The text explains the main goal of this replication and provides all the necessary parameters and the algorithm of the implementation as well. The table is not so clear. It's better to put parameters on separate rows in the first column, in a second column the comments regarding each parameter and finally in a third column the arithmetic values of parameters. It would be nice if authors could explain (or speculate) why there is a slight difference in time steps and probabilities of action (different parameters, different implementation of Kalman Q-learning).

## Source codes

The code runs smoothly on a Lenovo Tinkpad X250 laptop - Linux Fedora 22. It consumes ~44 MB of physical memory and it takes ~274,0s to finish execution and plot the results. The results are qualitatively similar to the ones in the original article.
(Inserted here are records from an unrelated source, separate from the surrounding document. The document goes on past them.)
use super::test_util::prepare_db_and_test;
use crate::domain::todo::driven_ports::TodoWriter;
use crate::domain::todo::driving_ports::TodoPort;
use crate::domain::todo::{MutationOutcome, NewTodo, Ownership, Priority, RowScope, TodoService, UpdateTodo};
use crate::domain::user::UserIdentity;
use crate::identity::JwtTokenVerifier;
use crate::identity::test_util::{TEST_SECRET, issue_token};
use crate::persistence::ExternalConnectivity;
use crate::persistence::db_todo_driven_ports::{DbTodoReader, DbTodoWriter};
use crate::{SharedData, build_router, dto};
use axum::body::{self, Body};
use axum::http::header::{AUTHORIZATION, CONTENT_TYPE, COOKIE};
use axum::http::{Method, Request, StatusCode};
use chrono::{Duration, Utc};
use speculoos::prelude::*;
use sqlx::PgPool;
use std::sync::Arc;
use tower::ServiceExt;

fn new_todo(title: &str, priority: Priority) -> NewTodo {
    NewTodo {
        title: title.to_owned(),
        priority,
    }
}

#[test]
#[cfg_attr(not(feature = "integration_test"), ignore)]
fn created_todo_is_listed_for_its_owner_only() {
    prepare_db_and_test(|db| async move {
        let mut ext_cxn = ExternalConnectivity::new(db);
        let todo_service = TodoService::new(Ownership::MultiUser);
        let alice = UserIdentity::new("alice");
        let bob = UserIdentity::new("bob");

        let created = todo_service
            .create_todo(
                Some(&alice),
                &new_todo("  Buy milk ", Priority::Medium),
                &mut ext_cxn,
                &DbTodoWriter,
            )
            .await;
        assert_that!(created)
            .is_ok()
            .matches(|outcome| matches!(outcome, MutationOutcome::Created { .. }));

        let alices_todos = todo_service
            .list_todos(Some(&alice), &mut ext_cxn, &DbTodoReader)
            .await
            .expect("Listing alice's todos failed");
        assert_eq!(1, alices_todos.len());
        assert_eq!("Buy milk", alices_todos[0].title);
        assert_eq!(Priority::Medium, alices_todos[0].priority);
        assert_that!(alices_todos[0].owner_user_id)
            .is_some()
            .is_equal_to("alice".to_owned());

        let bobs_todos = todo_service
            .list_todos(Some(&bob), &mut ext_cxn, &DbTodoReader)
            .await
            .expect("Listing bob's todos failed");
        assert!(bobs_todos.is_empty());
    });
}

#[test]
#[cfg_attr(not(feature = "integration_test"), ignore)]
fn soft_delete_hides_the_todo_but_keeps_the_row() {
    prepare_db_and_test(|db| async move {
        let mut ext_cxn = ExternalConnectivity::new(db.clone());
        let todo_service = TodoService::new(Ownership::MultiUser);
        let alice = UserIdentity::new("alice");

        let Ok(MutationOutcome::Created { id }) = todo_service
            .create_todo(
                Some(&alice),
                &new_todo("Buy milk", Priority::Low),
                &mut ext_cxn,
                &DbTodoWriter,
            )
            .await
        else {
            panic!("Todo should have been created");
        };

        let deleted = todo_service
            .delete_todo(Some(&alice), Some(id), &mut ext_cxn, &DbTodoWriter)
            .await;
        assert_that!(deleted)
            .is_ok()
            .is_equal_to(MutationOutcome::Applied { affected_rows: 1 });

        let listed = todo_service
            .list_todos(Some(&alice), &mut ext_cxn, &DbTodoReader)
            .await
            .expect("Listing failed");
        assert!(listed.is_empty());

        let still_there: (bool,) = sqlx::query_as("SELECT deleted FROM todos WHERE id = $1")
            .bind(id)
            .fetch_one(&db)
            .await
            .expect("Soft-deleted row should still exist");
        assert!(still_there.0);
    });
}

#[test]
#[cfg_attr(not(feature = "integration_test"), ignore)]
fn other_users_cannot_change_or_delete_a_todo() {
    prepare_db_and_test(|db| async move {
        let mut ext_cxn = ExternalConnectivity::new(db);
        let todo_service = TodoService::new(Ownership::MultiUser);
        let alice = UserIdentity::new("alice");
        let mallory = UserIdentity::new("mallory");

        let Ok(MutationOutcome::Created { id }) = todo_service
            .create_todo(
                Some(&alice),
                &new_todo("Buy milk", Priority::Low),
                &mut ext_cxn,
                &DbTodoWriter,
            )
            .await
        else {
            panic!("Todo should have been created");
        };

        let hijack = UpdateTodo {
            title: "Hacked".to_owned(),
            priority: Priority::High,
        };
        let updated = todo_service
            .update_todo(Some(&mallory), Some(id), &hijack, &mut ext_cxn, &DbTodoWriter)
            .await;
        assert_that!(updated)
            .is_ok()
            .is_equal_to(MutationOutcome::Applied { affected_rows: 0 });
        let deleted = todo_service
            .delete_todo(Some(&mallory), Some(id), &mut ext_cxn, &DbTodoWriter)
            .await;
        assert_that!(deleted)
            .is_ok()
            .is_equal_to(MutationOutcome::Applied { affected_rows: 0 });

        let alices_todos = todo_service
            .list_todos(Some(&alice), &mut ext_cxn, &DbTodoReader)
            .await
            .expect("Listing failed");
        assert_eq!(1, alices_todos.len());
        assert_eq!("Buy milk", alices_todos[0].title);
    });
}

#[test]
#[cfg_attr(not(feature = "integration_test"), ignore)]
fn updated_at_never_moves_backwards() {
    prepare_db_and_test(|db| async move {
        let mut ext_cxn = ExternalConnectivity::new(db);
        let created_at = Utc::now();

        let id = DbTodoWriter
            .insert_todo(
                Some("alice"),
                &new_todo("Buy milk", Priority::Low),
                created_at,
                &mut ext_cxn,
            )
            .await
            .expect("Insert failed");
        let affected_rows = DbTodoWriter
            .update_todo(
                RowScope::OwnedBy("alice"),
                id,
                &UpdateTodo {
                    title: "Buy oat milk".to_owned(),
                    priority: Priority::Low,
                },
                created_at - Duration::hours(1),
                &mut ext_cxn,
            )
            .await
            .expect("Update failed");
        assert_eq!(1, affected_rows);

        let todos = TodoService::new(Ownership::MultiUser)
            .list_todos(Some(&UserIdentity::new("alice")), &mut ext_cxn, &DbTodoReader)
            .await
            .expect("Listing failed");
        assert_eq!("Buy oat milk", todos[0].title);
        // Postgres keeps microseconds, chrono keeps nanoseconds
        assert!(todos[0].updated_at >= created_at - Duration::microseconds(1));
    });
}

#[test]
#[cfg_attr(not(feature = "integration_test"), ignore)]
fn single_user_mode_shares_one_list() {
    prepare_db_and_test(|db| async move {
        let mut ext_cxn = ExternalConnectivity::new(db);
        let todo_service = TodoService::new(Ownership::SingleUser);

        let created = todo_service
            .create_todo(None, &new_todo("Water plants", Priority::High), &mut ext_cxn, &DbTodoWriter)
            .await;
        assert_that!(created).is_ok();

        let todos = todo_service
            .list_todos(Some(&UserIdentity::new("whoever")), &mut ext_cxn, &DbTodoReader)
            .await
            .expect("Listing failed");
        assert_eq!(1, todos.len());
        assert_that!(todos[0].owner_user_id).is_none();
    });
}

async fn page_text(router: &axum::Router, token: &str) -> String {
    let response = router
        .clone()
        .oneshot(
            Request::builder()
                .uri("/todos")
                .header(COOKIE, format!("sb-access-token={token}"))
                .body(Body::empty())
                .expect("Could not build request"),
        )
        .await
        .expect("Router should always respond");
    assert_eq!(StatusCode::OK, response.status());

    let bytes = body::to_bytes(response.into_body(), usize::MAX)
        .await
        .expect("Could not read page body");
    String::from_utf8(bytes.to_vec()).expect("Page was not UTF-8")
}

fn router_for(db: PgPool) -> axum::Router {
    build_router(Arc::new(SharedData::new(
        ExternalConnectivity::new(db),
        TodoService::new(Ownership::MultiUser),
        Some(JwtTokenVerifier::new(TEST_SECRET)),
    )))
}

#[test]
#[cfg_attr(not(feature = "integration_test"), ignore)]
fn api_writes_show_up_on_the_rendered_page() {
    prepare_db_and_test(|db| async move {
        let router = router_for(db);
        let token = issue_token(TEST_SECRET, "alice");

        // Render once so there's a cached copy that the API write has to invalidate
        assert!(page_text(&router, &token).await.contains("No todos found."));

        let response = router
            .clone()
            .oneshot(
                Request::builder()
                    .method(Method::POST)
                    .uri("/api/todos")
                    .header(AUTHORIZATION, format!("Bearer {token}"))
                    .header(CONTENT_TYPE, "application/json")
                    .body(Body::from(r#"{"title": "Buy milk", "priority": 2}"#))
                    .expect("Could not build request"),
            )
            .await
            .expect("Router should always respond");
        assert_eq!(StatusCode::CREATED, response.status());
        let receipt: dto::MutationReceipt =
            crate::api::test_util::deserialize_body(response.into_body()).await;
        let created_id = receipt.created_id.expect("Created todo should have an id");

        assert!(page_text(&router, &token).await.contains(r#"value="Buy milk""#));

        let response = router
            .clone()
            .oneshot(
                Request::builder()
                    .method(Method::POST)
                    .uri("/todos/delete")
                    .header(COOKIE, format!("sb-access-token={token}"))
                    .header(CONTENT_TYPE, "application/x-www-form-urlencoded")
                    .body(Body::from(format!("id={created_id}")))
                    .expect("Could not build request"),
            )
            .await
            .expect("Router should always respond");
        assert_eq!(StatusCode::SEE_OTHER, response.status());

        assert!(page_text(&router, &token).await.contains("No todos found."));
    });
}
Here are some comments regarding the source codes:

• Use range instead of xrange
• params dictionary in run.py is defined but never used.
• run.py file is well structured and commented.
• models.py and fonctions.py are well structured but there are not at all comments. Is good to comment at least the functions and the basic methods of your classes.
• In models.py for the two classes you can use the configuration file parser (ConfigParser see: https://docs.python.org/2/library/configparser.html) for loading the parameters of the model.
• In models.py, fonctions.py and run.py there are long lines of code. Is better to break them into multiple lines.

## Typos

In the introduction:
"We replicate the results of the first task i.e. the devaluation experiment with two states
and two actions." Put a comma before i.e.

Authors use a BSD license for their source codes, although they do not provide any LICENSE along with their sources. In addition, they have not used the proper statement of BSD within their *.py files (see https://opensource.org/licenses/BSD-3-Clause).

Member

### rougier commented Feb 8, 2016

 EDITOR Dear @gviejo Could you address reviewer's comment ? For the code license, have a look at http://rescience.github.io/write/, you'll find explanation for including a license in your code repository.

### gviejo commented Feb 9, 2016

 AUTHOR @rougier I changed the repositiry according to the rewiever's comments except for the use of ConfigParser. I choosed to clean some functions related to parameters dictionnary that were not used. I added LICENSE.md in the code repository but I am not sure to understand the comments about the LICENSE within the py files.
Member

### vitay commented Feb 9, 2016

 REVIEWER 1 The changes are great, thanks. It is good to publish.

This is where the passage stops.